21 gennaio 2012

Tifoso del Genoa picchiato a San Siro, non convince la tesi della Questura di Milano

La versione della questura di Milano sul pestaggio al tifoso del Genoa, Massimo Moro, avvenuta nei pressi della stadio di San Siro, giovedì 19 gennaio pochi attimi prima della gara di Coppa Italia Inter-Genoa convince poco. Molti sono i dubbi emersi, in queste ore.
 La versione dei fatti uscita dagli uffico della questura milanese sembrano i comunicati stile “copia/incolla”, come quelli già tristemente noti di “Sgalla memoria” come già accaduto durante il G8 di Genova nel luglio 2001 o dell’omicidio del tifoso della Lazio, Gabriele Sandri nel novembre 2007. Dal comunicato della questura sembra quasi che Massimo abbia preso a testate un manganello... Ci auguriamo solo che non sia l'ennesima tragedia che avviene dopo un "normale controllo” di Polizia in stile Federico Aldrovandi.
Inoltre ancora non è chiaro dove è stato somministrato il farmaco per “sedare” Massimo e che gli avrebbe provocato una reazione allergica.
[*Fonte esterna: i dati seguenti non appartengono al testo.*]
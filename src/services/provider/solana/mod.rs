//! Solana RPC provider.
//!
//! [`SolanaProviderTrait`] lists the network calls the registry client makes;
//! [`SolanaProvider`] implements them on the non-blocking `RpcClient`. Every
//! call is made once and its failure is classified into a
//! [`SolanaProviderError`]; nothing here retries.
use std::time::Duration;

use async_trait::async_trait;
use log::debug;
#[cfg(test)]
use mockall::automock;
use solana_account_decoder::UiAccountEncoding;
use solana_client::{
    client_error::{ClientError, ClientErrorKind},
    nonblocking::rpc_client::RpcClient,
    rpc_config::{RpcAccountInfoConfig, RpcProgramAccountsConfig},
    rpc_filter::RpcFilterType,
    rpc_request::RpcError,
};
use solana_sdk::{
    account::Account,
    commitment_config::CommitmentConfig,
    hash::Hash,
    pubkey::Pubkey,
    signature::Signature,
    transaction::{Transaction, TransactionError},
};
use thiserror::Error;

use crate::utils::decode_program_data;

/// JSON-RPC error codes of Solana nodes.
mod rpc_code {
    pub const PREFLIGHT_FAILURE: i64 = -32002;
    pub const SIGNATURE_VERIFICATION: i64 = -32003;
    pub const BLOCK_NOT_AVAILABLE: i64 = -32004;
    pub const NODE_UNHEALTHY: i64 = -32005;
    pub const BLOCKHASH_NOT_FOUND: i64 = -32008;
    pub const ALREADY_PROCESSED: i64 = -32009;
    pub const SIGNATURE_LEN_MISMATCH: i64 = -32013;
    pub const MIN_CONTEXT_SLOT: i64 = -32016;
    pub const UNSUPPORTED_VERSION: i64 = -32015;
    pub const INVALID_PARAMS: i64 = -32602;
}

#[derive(Error, Debug)]
pub enum SolanaProviderError {
    /// The node could not be reached or the connection dropped.
    #[error("Network error: {0}")]
    NetworkError(String),

    /// The node answered with an error unrelated to the transaction itself.
    #[error("RPC error: {0}")]
    RpcError(String),

    #[error("Request error (HTTP {status_code}): {error}")]
    RequestError { error: String, status_code: u16 },

    #[error("Insufficient funds for transaction: {0}")]
    InsufficientFunds(String),

    #[error("Blockhash not found or expired: {0}")]
    BlockhashNotFound(String),

    /// The transaction was rejected, by preflight or by the program.
    #[error("Invalid transaction: {0}")]
    InvalidTransaction(String),

    #[error("Transaction already processed: {0}")]
    AlreadyProcessed(String),

    /// Sent, but not observed at the requested commitment before the
    /// blockhash expired. The transaction may still land.
    #[error("Confirmation timeout: {0}")]
    ConfirmationTimeout(String),
}

impl SolanaProviderError {
    /// Whether running the same operation again has a chance of succeeding.
    ///
    /// A confirmation timeout is not transient: the first attempt may still
    /// land and a second one would apply twice.
    pub fn is_transient(&self) -> bool {
        match self {
            SolanaProviderError::NetworkError(_)
            | SolanaProviderError::RpcError(_)
            | SolanaProviderError::BlockhashNotFound(_) => true,
            SolanaProviderError::RequestError { status_code, .. } => {
                matches!(*status_code, 408 | 425 | 429 | 500 | 502..=504 | 506..=599)
            }
            SolanaProviderError::InsufficientFunds(_)
            | SolanaProviderError::InvalidTransaction(_)
            | SolanaProviderError::AlreadyProcessed(_)
            | SolanaProviderError::ConfirmationTimeout(_) => false,
        }
    }

    pub fn from_rpc_error(error: ClientError) -> Self {
        let text = error.to_string();
        match error.kind() {
            ClientErrorKind::Io(_) => SolanaProviderError::NetworkError(text),
            ClientErrorKind::Reqwest(reqwest_err) => match reqwest_err.status() {
                Some(status) => SolanaProviderError::RequestError {
                    error: text,
                    status_code: status.as_u16(),
                },
                None => SolanaProviderError::NetworkError(text),
            },
            ClientErrorKind::RpcError(RpcError::RpcResponseError { code, message, .. }) => {
                Self::classify(Some(*code), message, text)
            }
            ClientErrorKind::RpcError(RpcError::ForUser(message))
            | ClientErrorKind::Custom(message) => Self::classify(None, message, text),
            ClientErrorKind::TransactionError(tx_error) => {
                Self::from_transaction_error(tx_error, text)
            }
            _ => SolanaProviderError::RpcError(text),
        }
    }

    /// Classifies a node's error response by code, falling back to the
    /// message when the code is absent or generic.
    fn classify(code: Option<i64>, message: &str, text: String) -> Self {
        let message = normalize(message);
        if message.contains("unabletoconfirmtransaction") {
            return SolanaProviderError::ConfirmationTimeout(text);
        }

        match code {
            Some(rpc_code::BLOCKHASH_NOT_FOUND) => SolanaProviderError::BlockhashNotFound(text),
            Some(rpc_code::ALREADY_PROCESSED) => SolanaProviderError::AlreadyProcessed(text),
            Some(
                rpc_code::SIGNATURE_VERIFICATION
                | rpc_code::SIGNATURE_LEN_MISMATCH
                | rpc_code::UNSUPPORTED_VERSION
                | rpc_code::INVALID_PARAMS,
            ) => SolanaProviderError::InvalidTransaction(text),
            Some(
                rpc_code::BLOCK_NOT_AVAILABLE
                | rpc_code::NODE_UNHEALTHY
                | rpc_code::MIN_CONTEXT_SLOT,
            ) => SolanaProviderError::RpcError(text),
            Some(rpc_code::PREFLIGHT_FAILURE) => {
                if message.contains("blockhashnotfound") {
                    SolanaProviderError::BlockhashNotFound(text)
                } else if message.contains("insufficientfunds") {
                    SolanaProviderError::InsufficientFunds(text)
                } else {
                    SolanaProviderError::InvalidTransaction(text)
                }
            }
            _ if message.contains("insufficientfunds") => {
                SolanaProviderError::InsufficientFunds(text)
            }
            _ if message.contains("blockhashnotfound") => {
                SolanaProviderError::BlockhashNotFound(text)
            }
            _ if message.contains("alreadyprocessed") => {
                SolanaProviderError::AlreadyProcessed(text)
            }
            _ => SolanaProviderError::RpcError(text),
        }
    }

    fn from_transaction_error(tx_error: &TransactionError, text: String) -> Self {
        match tx_error {
            TransactionError::InsufficientFundsForFee
            | TransactionError::InsufficientFundsForRent { .. } => {
                SolanaProviderError::InsufficientFunds(text)
            }
            TransactionError::BlockhashNotFound => SolanaProviderError::BlockhashNotFound(text),
            TransactionError::AlreadyProcessed => SolanaProviderError::AlreadyProcessed(text),
            TransactionError::AccountInUse
            | TransactionError::AccountLoadedTwice
            | TransactionError::ClusterMaintenance => SolanaProviderError::RpcError(text),
            // program and signature failures are final
            _ => SolanaProviderError::InvalidTransaction(text),
        }
    }
}

/// Lowercases and strips spaces so "Blockhash not found" and
/// "BlockhashNotFound" compare equal.
fn normalize(message: &str) -> String {
    message.to_lowercase().replace(' ', "")
}

/// What a simulated transaction produced.
#[derive(Debug, Clone, Default, PartialEq, Eq)]
pub struct SimulationOutcome {
    /// Execution error, `None` when the transaction would succeed.
    pub err: Option<String>,
    pub logs: Vec<String>,
    /// Raw bytes the invoked program set as return data.
    pub return_data: Option<Vec<u8>>,
}

/// The network operations the registry client consumes.
#[async_trait]
#[cfg_attr(test, automock)]
pub trait SolanaProviderTrait: Send + Sync {
    /// Retrieves the latest blockhash and its last valid block height.
    async fn get_latest_blockhash_with_commitment(
        &self,
        commitment: CommitmentConfig,
    ) -> Result<(Hash, u64), SolanaProviderError>;

    /// Retrieves an account, `None` when it does not exist.
    async fn get_account(&self, pubkey: &Pubkey) -> Result<Option<Account>, SolanaProviderError>;

    /// Retrieves every account owned by `program_id` matching all `filters`.
    async fn get_program_accounts(
        &self,
        program_id: &Pubkey,
        filters: Vec<RpcFilterType>,
    ) -> Result<Vec<(Pubkey, Account)>, SolanaProviderError>;

    /// Sends a signed transaction and waits for its confirmation.
    async fn send_and_confirm_transaction(
        &self,
        transaction: &Transaction,
    ) -> Result<Signature, SolanaProviderError>;

    /// Requests `lamports` from the cluster faucet.
    async fn request_airdrop(
        &self,
        pubkey: &Pubkey,
        lamports: u64,
    ) -> Result<Signature, SolanaProviderError>;

    /// Retrieves the balance (in lamports) of the given address.
    async fn get_balance(&self, pubkey: &Pubkey) -> Result<u64, SolanaProviderError>;

    /// Checks once whether a signature has reached the provider's commitment.
    async fn confirm_transaction(&self, signature: &Signature)
        -> Result<bool, SolanaProviderError>;

    /// Simulates a transaction and returns the simulation result.
    async fn simulate_transaction(
        &self,
        transaction: &Transaction,
    ) -> Result<SimulationOutcome, SolanaProviderError>;
}

pub struct SolanaProvider {
    client: RpcClient,
    commitment: CommitmentConfig,
}

impl std::fmt::Debug for SolanaProvider {
    fn fmt(&self, f: &mut std::fmt::Formatter<'_>) -> std::fmt::Result {
        f.debug_struct("SolanaProvider")
            .field("url", &self.client.url())
            .field("commitment", &self.commitment)
            .finish()
    }
}

impl SolanaProvider {
    /// Creates a provider at finalized commitment. Registry reads and writes
    /// never run at a weaker level.
    pub fn new(url: &str, timeout_seconds: u64) -> Self {
        debug!(
            "Creating Solana provider for {} with timeout {}s",
            url, timeout_seconds
        );
        let commitment = CommitmentConfig::finalized();
        let client = RpcClient::new_with_timeout_and_commitment(
            url.to_string(),
            Duration::from_secs(timeout_seconds),
            commitment,
        );
        Self { client, commitment }
    }
}

#[async_trait]
impl SolanaProviderTrait for SolanaProvider {
    async fn get_latest_blockhash_with_commitment(
        &self,
        commitment: CommitmentConfig,
    ) -> Result<(Hash, u64), SolanaProviderError> {
        self.client
            .get_latest_blockhash_with_commitment(commitment)
            .await
            .map_err(SolanaProviderError::from_rpc_error)
    }

    async fn get_account(&self, pubkey: &Pubkey) -> Result<Option<Account>, SolanaProviderError> {
        self.client
            .get_account_with_commitment(pubkey, self.commitment)
            .await
            .map(|response| response.value)
            .map_err(SolanaProviderError::from_rpc_error)
    }

    async fn get_program_accounts(
        &self,
        program_id: &Pubkey,
        filters: Vec<RpcFilterType>,
    ) -> Result<Vec<(Pubkey, Account)>, SolanaProviderError> {
        let config = RpcProgramAccountsConfig {
            filters: Some(filters),
            account_config: RpcAccountInfoConfig {
                encoding: Some(UiAccountEncoding::Base64),
                commitment: Some(self.commitment),
                ..RpcAccountInfoConfig::default()
            },
            ..RpcProgramAccountsConfig::default()
        };

        self.client
            .get_program_accounts_with_config(program_id, config)
            .await
            .map_err(SolanaProviderError::from_rpc_error)
    }

    async fn send_and_confirm_transaction(
        &self,
        transaction: &Transaction,
    ) -> Result<Signature, SolanaProviderError> {
        self.client
            .send_and_confirm_transaction(transaction)
            .await
            .map_err(SolanaProviderError::from_rpc_error)
    }

    async fn request_airdrop(
        &self,
        pubkey: &Pubkey,
        lamports: u64,
    ) -> Result<Signature, SolanaProviderError> {
        self.client
            .request_airdrop(pubkey, lamports)
            .await
            .map_err(SolanaProviderError::from_rpc_error)
    }

    async fn get_balance(&self, pubkey: &Pubkey) -> Result<u64, SolanaProviderError> {
        self.client
            .get_balance_with_commitment(pubkey, self.commitment)
            .await
            .map(|response| response.value)
            .map_err(SolanaProviderError::from_rpc_error)
    }

    async fn confirm_transaction(
        &self,
        signature: &Signature,
    ) -> Result<bool, SolanaProviderError> {
        self.client
            .confirm_transaction_with_commitment(signature, self.commitment)
            .await
            .map(|response| response.value)
            .map_err(SolanaProviderError::from_rpc_error)
    }

    async fn simulate_transaction(
        &self,
        transaction: &Transaction,
    ) -> Result<SimulationOutcome, SolanaProviderError> {
        let result = self
            .client
            .simulate_transaction(transaction)
            .await
            .map(|response| response.value)
            .map_err(SolanaProviderError::from_rpc_error)?;

        let return_data = match result.return_data {
            Some(data) => Some(decode_program_data(&data.data.0).map_err(|e| {
                SolanaProviderError::RpcError(format!("Invalid return data encoding: {e}"))
            })?),
            None => None,
        };

        Ok(SimulationOutcome {
            err: result.err.map(|e| e.to_string()),
            logs: result.logs.unwrap_or_default(),
            return_data,
        })
    }
}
C’è da chiedersi chi gli ha iniettato il Valium? E’ stato un agente di PS, in violazione del Trattato di san Francisco del 1946? E da quando nei posti di Polizia sono disponibili fiale di farmaci?

1 commento:

Anonimo ha detto...

"comunicati stile copia/incolla"...

sì, dev'essere una delle prime cose che insegnano agli sbirri: cioè quale scusa adottare, dopo essersela presa molto vilmente con dei poveracci (piuttosto che non vedersela con dei veri criminali)!